Source records
= Beginning of Section =

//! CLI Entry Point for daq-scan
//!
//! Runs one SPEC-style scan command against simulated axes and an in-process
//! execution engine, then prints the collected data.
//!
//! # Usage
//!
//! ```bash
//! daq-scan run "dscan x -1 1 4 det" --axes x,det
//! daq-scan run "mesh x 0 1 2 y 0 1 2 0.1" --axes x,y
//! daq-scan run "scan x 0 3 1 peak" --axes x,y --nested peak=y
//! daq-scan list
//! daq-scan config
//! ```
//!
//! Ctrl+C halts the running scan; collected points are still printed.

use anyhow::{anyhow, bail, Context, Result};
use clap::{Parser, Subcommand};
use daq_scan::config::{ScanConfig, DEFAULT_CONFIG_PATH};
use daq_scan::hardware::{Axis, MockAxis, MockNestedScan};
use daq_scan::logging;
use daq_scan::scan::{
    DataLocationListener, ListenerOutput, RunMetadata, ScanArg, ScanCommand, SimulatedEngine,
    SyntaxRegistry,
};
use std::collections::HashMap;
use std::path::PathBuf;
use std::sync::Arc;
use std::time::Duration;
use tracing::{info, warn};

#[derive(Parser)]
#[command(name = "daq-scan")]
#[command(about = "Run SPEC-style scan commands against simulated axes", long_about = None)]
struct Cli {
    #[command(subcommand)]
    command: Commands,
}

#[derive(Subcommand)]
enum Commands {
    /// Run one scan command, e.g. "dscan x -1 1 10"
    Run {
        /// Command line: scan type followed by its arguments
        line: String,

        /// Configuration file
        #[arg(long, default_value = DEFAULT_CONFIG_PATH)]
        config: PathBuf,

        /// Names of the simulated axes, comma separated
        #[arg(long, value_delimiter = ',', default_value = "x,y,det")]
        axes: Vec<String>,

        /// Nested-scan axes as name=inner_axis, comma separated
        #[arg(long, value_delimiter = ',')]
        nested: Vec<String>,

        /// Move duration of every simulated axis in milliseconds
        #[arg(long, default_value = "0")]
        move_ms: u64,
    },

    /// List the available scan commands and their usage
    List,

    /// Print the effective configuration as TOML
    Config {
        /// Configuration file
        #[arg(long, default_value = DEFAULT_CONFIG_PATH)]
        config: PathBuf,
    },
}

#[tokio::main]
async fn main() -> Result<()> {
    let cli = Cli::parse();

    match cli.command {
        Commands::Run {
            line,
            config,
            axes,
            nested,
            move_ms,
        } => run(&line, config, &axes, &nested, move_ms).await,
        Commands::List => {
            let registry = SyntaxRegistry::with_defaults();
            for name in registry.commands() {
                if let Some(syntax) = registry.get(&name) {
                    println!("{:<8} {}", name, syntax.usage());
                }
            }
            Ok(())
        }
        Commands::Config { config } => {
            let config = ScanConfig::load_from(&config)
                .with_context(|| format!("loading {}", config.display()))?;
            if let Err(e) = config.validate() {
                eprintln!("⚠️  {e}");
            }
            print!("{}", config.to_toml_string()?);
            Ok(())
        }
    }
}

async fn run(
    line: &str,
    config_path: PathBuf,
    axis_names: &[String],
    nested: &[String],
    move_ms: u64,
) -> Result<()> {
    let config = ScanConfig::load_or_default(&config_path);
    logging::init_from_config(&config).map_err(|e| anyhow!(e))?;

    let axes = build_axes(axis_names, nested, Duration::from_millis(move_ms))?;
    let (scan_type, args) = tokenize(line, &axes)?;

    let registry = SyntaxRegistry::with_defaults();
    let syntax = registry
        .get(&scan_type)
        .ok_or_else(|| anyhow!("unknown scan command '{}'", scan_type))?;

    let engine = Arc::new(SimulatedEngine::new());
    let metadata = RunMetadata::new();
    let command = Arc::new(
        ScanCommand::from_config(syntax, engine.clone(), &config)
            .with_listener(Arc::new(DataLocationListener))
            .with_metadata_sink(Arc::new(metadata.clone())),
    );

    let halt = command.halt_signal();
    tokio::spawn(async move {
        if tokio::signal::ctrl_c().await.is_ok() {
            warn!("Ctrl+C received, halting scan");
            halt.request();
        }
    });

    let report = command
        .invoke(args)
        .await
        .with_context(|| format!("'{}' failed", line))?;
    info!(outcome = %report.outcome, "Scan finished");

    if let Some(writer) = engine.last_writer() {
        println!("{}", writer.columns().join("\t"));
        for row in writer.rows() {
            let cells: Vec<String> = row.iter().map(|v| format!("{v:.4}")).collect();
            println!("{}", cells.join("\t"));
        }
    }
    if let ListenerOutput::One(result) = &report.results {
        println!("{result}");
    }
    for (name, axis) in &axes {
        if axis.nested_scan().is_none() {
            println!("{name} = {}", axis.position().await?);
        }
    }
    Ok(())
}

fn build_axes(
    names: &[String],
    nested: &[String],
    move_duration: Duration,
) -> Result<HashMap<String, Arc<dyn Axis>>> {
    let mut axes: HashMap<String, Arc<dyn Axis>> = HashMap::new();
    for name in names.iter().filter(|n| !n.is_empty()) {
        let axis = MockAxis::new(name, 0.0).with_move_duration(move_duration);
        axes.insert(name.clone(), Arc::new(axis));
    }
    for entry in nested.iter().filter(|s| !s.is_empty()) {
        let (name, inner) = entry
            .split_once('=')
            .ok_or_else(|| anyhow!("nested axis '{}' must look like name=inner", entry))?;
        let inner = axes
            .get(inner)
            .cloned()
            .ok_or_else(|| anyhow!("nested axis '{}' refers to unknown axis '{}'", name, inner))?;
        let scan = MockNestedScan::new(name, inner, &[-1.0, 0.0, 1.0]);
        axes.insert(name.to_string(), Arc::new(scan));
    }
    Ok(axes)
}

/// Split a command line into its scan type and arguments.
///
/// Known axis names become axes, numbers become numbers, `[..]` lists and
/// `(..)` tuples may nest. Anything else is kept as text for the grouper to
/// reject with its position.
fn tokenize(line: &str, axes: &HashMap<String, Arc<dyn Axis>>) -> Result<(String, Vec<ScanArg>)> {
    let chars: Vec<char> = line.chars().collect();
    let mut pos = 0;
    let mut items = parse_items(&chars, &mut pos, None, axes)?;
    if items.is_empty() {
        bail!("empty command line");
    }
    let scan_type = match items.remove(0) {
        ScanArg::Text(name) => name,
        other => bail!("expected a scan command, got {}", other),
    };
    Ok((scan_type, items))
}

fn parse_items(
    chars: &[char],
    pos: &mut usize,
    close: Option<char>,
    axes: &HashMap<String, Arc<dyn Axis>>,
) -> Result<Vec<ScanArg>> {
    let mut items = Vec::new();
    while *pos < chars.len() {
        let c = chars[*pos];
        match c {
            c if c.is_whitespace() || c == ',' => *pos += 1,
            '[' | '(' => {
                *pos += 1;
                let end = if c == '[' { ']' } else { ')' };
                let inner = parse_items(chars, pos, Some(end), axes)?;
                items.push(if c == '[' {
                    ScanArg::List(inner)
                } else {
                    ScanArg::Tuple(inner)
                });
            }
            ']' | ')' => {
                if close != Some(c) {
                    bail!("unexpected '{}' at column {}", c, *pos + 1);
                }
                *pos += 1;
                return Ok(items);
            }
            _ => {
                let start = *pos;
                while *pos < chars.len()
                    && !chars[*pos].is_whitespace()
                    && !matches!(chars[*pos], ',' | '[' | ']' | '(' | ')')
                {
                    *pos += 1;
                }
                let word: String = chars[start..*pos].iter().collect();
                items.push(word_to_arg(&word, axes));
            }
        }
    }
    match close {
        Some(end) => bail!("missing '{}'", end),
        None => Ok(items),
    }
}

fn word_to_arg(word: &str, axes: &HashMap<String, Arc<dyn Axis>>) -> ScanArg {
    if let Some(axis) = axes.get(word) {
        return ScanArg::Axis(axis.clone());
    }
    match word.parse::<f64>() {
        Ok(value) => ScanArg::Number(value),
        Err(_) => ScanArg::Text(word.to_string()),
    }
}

= End of Section =

REQUIREMENT
Set down no line except those from the one with "items.push(if c == '['" to the last line of the data, inclusive, each exactly as written.

ANSWER TO THE PROBLEM
                items.push(if c == '[' {
                    ScanArg::List(inner)
                } else {
                    ScanArg::Tuple(inner)
                });
            }
            ']' | ')' => {
                if close != Some(c) {
                    bail!("unexpected '{}' at column {}", c, *pos + 1);
                }
                *pos += 1;
                return Ok(items);
            }
            _ => {
                let start = *pos;
                while *pos < chars.len()
                    && !chars[*pos].is_whitespace()
                    && !matches!(chars[*pos], ',' | '[' | ']' | '(' | ')')
                {
                    *pos += 1;
                }
                let word: String = chars[start..*pos].iter().collect();
                items.push(word_to_arg(&word, axes));
            }
        }
    }
    match close {
        Some(end) => bail!("missing '{}'", end),
        None => Ok(items),
    }
}

fn word_to_arg(word: &str, axes: &HashMap<String, Arc<dyn Axis>>) -> ScanArg {
    if let Some(axis) = axes.get(word) {
        return ScanArg::Axis(axis.clone());
    }
    match word.parse::<f64>() {
        Ok(value) => ScanArg::Number(value),
        Err(_) => ScanArg::Text(word.to_string()),
    }
}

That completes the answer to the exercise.